● Brief: Your answer should be the lines from the start of the records through the line with "lowercased and trimmed.", copied word for word.

(Recorded data)
++++++

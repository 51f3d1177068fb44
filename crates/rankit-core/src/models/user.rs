//! User domain model.

use chrono::{DateTime, Utc};
use serde::{Deserialize, Serialize};
use uuid::Uuid;

#[derive(Debug, Clone, Serialize, Deserialize)]
pub struct User {
    pub id: Uuid,
    pub username: String,
    /// Stored lowercased and trimmed.
    pub email: String,
    /// Argon2id PHC-format hash. Opaque to everything but rankit-auth.
    pub password_hash: String,
    /// Denormalized list of groups this user belongs to.
    pub groups_joined: Vec<Uuid>,
    pub created_at: DateTime<Utc>,
}

#[derive(Debug, Clone, Serialize, Deserialize)]
pub struct CreateUser {
    pub username: String,
    pub email: String,
    /// Already hashed; raw passwords never reach the repository layer.
    pub password_hash: String,
}
//! Rating domain model — one user's 1–5 score for one item.

use chrono::{DateTime, Utc};
use serde::{Deserialize, Serialize};
use uuid::Uuid;

/// At most one rating exists per (user, item) pair; a second submission
/// from the same user updates the existing record in place.
#[derive(Debug, Clone, Serialize, Deserialize)]
pub struct Rating {
    pub user_id: Uuid,
    /// Carried for group-scoped queries and cascade deletion.
    pub group_id: Uuid,
    pub item_id: Uuid,
    pub score: u8,
    pub created_at: DateTime<Utc>,
    pub updated_at: DateTime<Utc>,
}

#[derive(Debug, Clone, Serialize, Deserialize)]
pub struct SubmitRating {
    pub user_id: Uuid,
    pub group_id: Uuid,
    pub item_id: Uuid,
    pub score: u8,
}

/// Outcome of a rating upsert, fed into the item statistics engine.
#[derive(Debug, Clone, Copy, PartialEq, Eq)]
pub struct RatingChange {
    /// `None` on a user's first rating of the item.
    pub previous: Option<u8>,
    pub score: u8,
}
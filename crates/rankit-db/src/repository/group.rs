//! SurrealDB implementation of [`GroupRepository`].
//!
//! Membership mutations are single conditional `UPDATE` statements so the
//! member-set change and the `member_count` adjustment land atomically on
//! the group record; two users joining at once cannot lose an update and
//! re-adding an existing member never double-increments.

use chrono::{DateTime, Utc};
use rankit_core::error::RankResult;
use rankit_core::models::group::{CreateGroup, Group};
use rankit_core::repository::{GroupRepository, PaginatedResult, Pagination};
use serde::Deserialize;
use surrealdb::{Connection, Surreal};
use uuid::Uuid;

use crate::error::DbError;
use crate::repository::{CountRow, parse_uuid, parse_uuid_list, with_conflict_retry};

/// DB-side row struct for queries where the UUID is already known.
#[derive(Debug, Deserialize)]
struct GroupRow {
    name: String,
    description: String,
    created_by: String,
    members: Vec<String>,
    admins: Vec<String>,
    member_count: u64,
    created_at: DateTime<Utc>,
}

impl GroupRow {
    fn into_group(self, id: Uuid) -> Result<Group, DbError> {
        Ok(Group {
            id,
            name: self.name,
            description: self.description,
            created_by: parse_uuid(&self.created_by, "owner")?,
            members: parse_uuid_list(self.members, "member")?,
            admins: parse_uuid_list(self.admins, "admin")?,
            member_count: self.member_count,
            created_at: self.created_at,
        })
    }
}

/// DB-side row struct that includes the record ID via `meta::id(id)`.
#[derive(Debug, Deserialize)]
struct GroupRowWithId {
    record_id: String,
    name: String,
    description: String,
    created_by: String,
    members: Vec<String>,
    admins: Vec<String>,
    member_count: u64,
    created_at: DateTime<Utc>,
}

impl GroupRowWithId {
    fn try_into_group(self) -> Result<Group, DbError> {
        let id = parse_uuid(&self.record_id, "group")?;
        Ok(Group {
            id,
            name: self.name,
            description: self.description,
            created_by: parse_uuid(&self.created_by, "owner")?,
            members: parse_uuid_list(self.members, "member")?,
            admins: parse_uuid_list(self.admins, "admin")?,
            member_count: self.member_count,
            created_at: self.created_at,
        })
    }
}

/// SurrealDB implementation of the Group repository.
#[derive(Clone)]
pub struct SurrealGroupRepository<C: Connection> {
    db: Surreal<C>,
}

impl<C: Connection> SurrealGroupRepository<C> {
    pub fn new(db: Surreal<C>) -> Self {
        Self { db }
    }

    /// Fails with `NotFound` unless the group record exists.
    async fn ensure_exists(&self, id_str: &str) -> Result<(), DbError> {
        let mut result = self
            .db
            .query("SELECT VALUE meta::id(id) FROM type::thing('group', $id)")
            .bind(("id", id_str.to_owned()))
            .await?;
        let found: Vec<String> = result.take(0)?;
        if found.is_empty() {
            return Err(DbError::NotFound {
                entity: "group".into(),
                id: id_str.to_owned(),
            });
        }
        Ok(())
    }
}

impl<C: Connection> GroupRepository for SurrealGroupRepository<C> {
    async fn create(&self, input: CreateGroup) -> RankResult<Group> {
        let id = Uuid::new_v4();
        let id_str = id.to_string();
        let owner_str = input.owner_id.to_string();

        // The owner is the sole member and admin from the first write;
        // there is never a group record that violates owner ∈ members.
        let mut result = self
            .db
            .query(
                "CREATE type::thing('group', $id) SET \
                 name = $name, description = $description, \
                 created_by = $owner, \
                 members = [$owner], admins = [$owner], \
                 member_count = 1",
            )
            .bind(("id", id_str.clone()))
            .bind(("name", input.name))
            .bind(("description", input.description))
            .bind(("owner", owner_str))
            .await
            .map_err(DbError::from)?
            .check()
            .map_err(DbError::from)?;

        let rows: Vec<GroupRow> = result.take(0).map_err(DbError::from)?;
        let row = rows.into_iter().next().ok_or_else(|| DbError::NotFound {
            entity: "group".into(),
            id: id_str,
        })?;

        Ok(row.into_group(id)?)
    }

    async fn get_by_id(&self, id: Uuid) -> RankResult<Group> {
        let id_str = id.to_string();

        let mut result = self
            .db
            .query("SELECT * FROM type::thing('group', $id)")
            .bind(("id", id_str.clone()))
            .await
            .map_err(DbError::from)?;

        let rows: Vec<GroupRow> = result.take(0).map_err(DbError::from)?;
        let row = rows.into_iter().next().ok_or_else(|| DbError::NotFound {
            entity: "group".into(),
            id: id_str,
        })?;

        Ok(row.into_group(id)?)
    }

    async fn search(
        &self,
        search: Option<&str>,
        pagination: Pagination,
    ) -> RankResult<PaginatedResult<Group>> {
        let filter = search
            .map(|s| s.trim().to_lowercase())
            .filter(|s| !s.is_empty());

        let condition = if filter.is_some() {
            "WHERE string::lowercase(name) CONTAINS $q \
             OR string::lowercase(description) CONTAINS $q"
        } else {
            ""
        };

        // type::table keeps the table name unambiguous next to the
        // GROUP ALL clause.
        let count_query =
            format!("SELECT count() AS total FROM type::table('group') {condition} GROUP ALL");
        let list_query = format!(
            "SELECT meta::id(id) AS record_id, * FROM type::table('group') {condition} \
             ORDER BY created_at DESC \
             LIMIT $limit START $offset"
        );

        let mut builder = self
            .db
            .query(count_query)
            .query(list_query)
            .bind(("limit", pagination.limit))
            .bind(("offset", pagination.offset));
        if let Some(q) = filter {
            builder = builder.bind(("q", q));
        }

        let mut result = builder.await.map_err(DbError::from)?;

        let count_rows: Vec<CountRow> = result.take(0).map_err(DbError::from)?;
        let total = count_rows.first().map(|r| r.total).unwrap_or(0);

        let rows: Vec<GroupRowWithId> = result.take(1).map_err(DbError::from)?;
        let items = rows
            .into_iter()
            .map(|row| row.try_into_group())
            .collect::<Result<Vec<_>, DbError>>()?;

        Ok(PaginatedResult {
            items,
            total,
            offset: pagination.offset,
            limit: pagination.limit,
        })
    }

    async fn get_user_groups(&self, user_id: Uuid) -> RankResult<Vec<Group>> {
        let mut result = self
            .db
            .query(
                "SELECT meta::id(id) AS record_id, * FROM type::table('group') \
                 WHERE $user INSIDE members \
                 ORDER BY created_at DESC",
            )
            .bind(("user", user_id.to_string()))
            .await
            .map_err(DbError::from)?;

        let rows: Vec<GroupRowWithId> = result.take(0).map_err(DbError::from)?;
        let groups = rows
            .into_iter()
            .map(|row| row.try_into_group())
            .collect::<Result<Vec<_>, DbError>>()?;

        Ok(groups)
    }

    async fn is_member(&self, group_id: Uuid, user_id: Uuid) -> RankResult<bool> {
        let mut result = self
            .db
            .query("SELECT VALUE $user INSIDE members FROM type::thing('group', $id)")
            .bind(("id", group_id.to_string()))
            .bind(("user", user_id.to_string()))
            .await
            .map_err(DbError::from)?;

        let rows: Vec<bool> = result.take(0).map_err(DbError::from)?;
        Ok(rows.into_iter().next().unwrap_or(false))
    }

    async fn is_admin(&self, group_id: Uuid, user_id: Uuid) -> RankResult<bool> {
        let mut result = self
            .db
            .query("SELECT VALUE $user INSIDE admins FROM type::thing('group', $id)")
            .bind(("id", group_id.to_string()))
            .bind(("user", user_id.to_string()))
            .await
            .map_err(DbError::from)?;

        let rows: Vec<bool> = result.take(0).map_err(DbError::from)?;
        Ok(rows.into_iter().next().unwrap_or(false))
    }

    async fn add_member(&self, group_id: Uuid, user_id: Uuid) -> RankResult<bool> {
        let id_str = group_id.to_string();
        let user_str = user_id.to_string();

        // Conditional update: the append and the counter increment only
        // happen when the user is not yet a member, in one atomic write.
        // Concurrent joins on the same group contend on this record, so
        // the store's retryable conflict is retried here.
        let updated: Vec<GroupRow> = with_conflict_retry(|| {
            let db = self.db.clone();
            let id = id_str.clone();
            let user = user_str.clone();
            Box::pin(async move {
                let mut result = db
                    .query(
                        "UPDATE type::thing('group', $id) SET \
                         members += $user, member_count += 1 \
                         WHERE $user NOTINSIDE members",
                    )
                    .bind(("id", id))
                    .bind(("user", user))
                    .await?;
                Ok(result.take(0)?)
            })
        })
        .await?;

        if !updated.is_empty() {
            return Ok(true);
        }

        // No row updated: either the group is missing or the user was
        // already a member.
        self.ensure_exists(&id_str).await?;
        Ok(false)
    }

    async fn remove_member(&self, group_id: Uuid, user_id: Uuid) -> RankResult<bool> {
        let id_str = group_id.to_string();
        let user_str = user_id.to_string();

        // The owner guard is enforced by the engine before this call;
        // the WHERE clause keeps the invariant even if a caller skips it.
        let updated: Vec<GroupRow> = with_conflict_retry(|| {
            let db = self.db.clone();
            let id = id_str.clone();
            let user = user_str.clone();
            Box::pin(async move {
                let mut result = db
                    .query(
                        "UPDATE type::thing('group', $id) SET \
                         members -= $user, admins -= $user, member_count -= 1 \
                         WHERE $user INSIDE members AND created_by != $user",
                    )
                    .bind(("id", id))
                    .bind(("user", user))
                    .await?;
                Ok(result.take(0)?)
            })
        })
        .await?;

        if !updated.is_empty() {
            return Ok(true);
        }

        self.ensure_exists(&id_str).await?;
        Ok(false)
    }

    async fn delete(&self, id: Uuid) -> RankResult<()> {
        let id_str = id.to_string();

        self.db
            .query("DELETE type::thing('group', $id)")
            .bind(("id", id_str.clone()))
            .await
            .map_err(DbError::from)?
            .check()
            .map_err(DbError::from)?;

        // The cascade coordinator must only report success once the group
        // record is confirmed gone.
        let mut result = self
            .db
            .query("SELECT VALUE meta::id(id) FROM type::thing('group', $id)")
            .bind(("id", id_str.clone()))
            .await
            .map_err(DbError::from)?;
        let remaining: Vec<String> = result.take(0).map_err(DbError::from)?;
        if !remaining.is_empty() {
            return Err(DbError::Inconsistent(format!(
                "group {id_str} still present after delete"
            ))
            .into());
        }

        Ok(())
    }
}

++++++

● Answer:
repository 51f3d1177068fb44
filename crates/rankit-core/src/models/user.rs
//! User domain model.

use chrono::{DateTime, Utc};
use serde::{Deserialize, Serialize};
use uuid::Uuid;

#[derive(Debug, Clone, Serialize, Deserialize)]
pub struct User {
    pub id: Uuid,
    pub username: String,
    /// Stored lowercased and trimmed.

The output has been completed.